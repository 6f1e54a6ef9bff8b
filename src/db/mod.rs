//! Health-log persistence for MediTrack
//!
//! Storage itself lives outside this crate; `HealthLogStore` is the seam the
//! logging flow writes through. `InMemoryHealthLogStore` backs the binary and
//! the tests.

use async_trait::async_trait;
use dashmap::DashMap;
use tracing::{debug, instrument};
use uuid::Uuid;

use crate::error::{AppError, Result};
use crate::models::{HealthLog, VitalType};

#[async_trait]
pub trait HealthLogStore: Send + Sync {
    async fn insert(&self, log: HealthLog) -> Result<()>;

    async fn get(&self, id: Uuid) -> Result<Option<HealthLog>>;

    /// Newest `recorded_at` first, optionally restricted to one vital type.
    async fn list_for_patient(&self, patient_id: &str, vital_type: Option<VitalType>) -> Result<Vec<HealthLog>>;

    async fn delete(&self, id: Uuid) -> Result<()>;
}

#[derive(Debug, Default)]
pub struct InMemoryHealthLogStore {
    logs: DashMap<Uuid, HealthLog>,
}

impl InMemoryHealthLogStore {
    pub fn new() -> Self {
        Self::default()
    }

    pub fn len(&self) -> usize {
        self.logs.len()
    }

    pub fn is_empty(&self) -> bool {
        self.logs.is_empty()
    }
}

#[async_trait]
impl HealthLogStore for InMemoryHealthLogStore {
    #[instrument(skip(self, log), fields(patient_id = %log.patient_id, log_id = %log.id))]
    async fn insert(&self, log: HealthLog) -> Result<()> {
        self.logs.insert(log.id, log);
        debug!("health log stored");
        Ok(())
    }

    async fn get(&self, id: Uuid) -> Result<Option<HealthLog>> {
        Ok(self.logs.get(&id).map(|entry| entry.value().clone()))
    }

    async fn list_for_patient(&self, patient_id: &str, vital_type: Option<VitalType>) -> Result<Vec<HealthLog>> {
        let mut logs: Vec<HealthLog> = self
            .logs
            .iter()
            .filter(|entry| entry.patient_id == patient_id)
            .filter(|entry| vital_type.map_or(true, |t| entry.vital_type == t))
            .map(|entry| entry.value().clone())
            .collect();
        logs.sort_by(|a, b| b.recorded_at.cmp(&a.recorded_at));
        Ok(logs)
    }

    #[instrument(skip(self))]
    async fn delete(&self, id: Uuid) -> Result<()> {
        self.logs
            .remove(&id)
            .map(|_| ())
            .ok_or_else(|| AppError::not_found("health log", id))
    }
}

WORK ORDER :: Reproduce the whole of the material exactly as shown.

SOLUTION FOR THIS PROBLEM ::
repository 6f1e54a6ef9bff8b
filename src/db/mod.rs
//! Health-log persistence for MediTrack
//!
//! Storage itself lives outside this crate; `HealthLogStore` is the seam the
//! logging flow writes through. `InMemoryHealthLogStore` backs the binary and
//! the tests.

use async_trait::async_trait;
use dashmap::DashMap;
use tracing::{debug, instrument};
use uuid::Uuid;

use crate::error::{AppError, Result};
use crate::models::{HealthLog, VitalType};

#[async_trait]
pub trait HealthLogStore: Send + Sync {
    async fn insert(&self, log: HealthLog) -> Result<()>;

    async fn get(&self, id: Uuid) -> Result<Option<HealthLog>>;

    /// Newest `recorded_at` first, optionally restricted to one vital type.
    async fn list_for_patient(&self, patient_id: &str, vital_type: Option<VitalType>) -> Result<Vec<HealthLog>>;

    async fn delete(&self, id: Uuid) -> Result<()>;
}

#[derive(Debug, Default)]
pub struct InMemoryHealthLogStore {
    logs: DashMap<Uuid, HealthLog>,
}

impl InMemoryHealthLogStore {
    pub fn new() -> Self {
        Self::default()
    }

    pub fn len(&self) -> usize {
        self.logs.len()
    }

    pub fn is_empty(&self) -> bool {
        self.logs.is_empty()
    }
}

#[async_trait]
impl HealthLogStore for InMemoryHealthLogStore {
    #[instrument(skip(self, log), fields(patient_id = %log.patient_id, log_id = %log.id))]
    async fn insert(&self, log: HealthLog) -> Result<()> {
        self.logs.insert(log.id, log);
        debug!("health log stored");
        Ok(())
    }

    async fn get(&self, id: Uuid) -> Result<Option<HealthLog>> {
        Ok(self.logs.get(&id).map(|entry| entry.value().clone()))
    }

    async fn list_for_patient(&self, patient_id: &str, vital_type: Option<VitalType>) -> Result<Vec<HealthLog>> {
        let mut logs: Vec<HealthLog> = self
            .logs
            .iter()
            .filter(|entry| entry.patient_id == patient_id)
            .filter(|entry| vital_type.map_or(true, |t| entry.vital_type == t))
            .map(|entry| entry.value().clone())
            .collect();
        logs.sort_by(|a, b| b.recorded_at.cmp(&a.recorded_at));
        Ok(logs)
    }

    #[instrument(skip(self))]
    async fn delete(&self, id: Uuid) -> Result<()> {
        self.logs
            .remove(&id)
            .map(|_| ())
            .ok_or_else(|| AppError::not_found("health log", id))
    }
}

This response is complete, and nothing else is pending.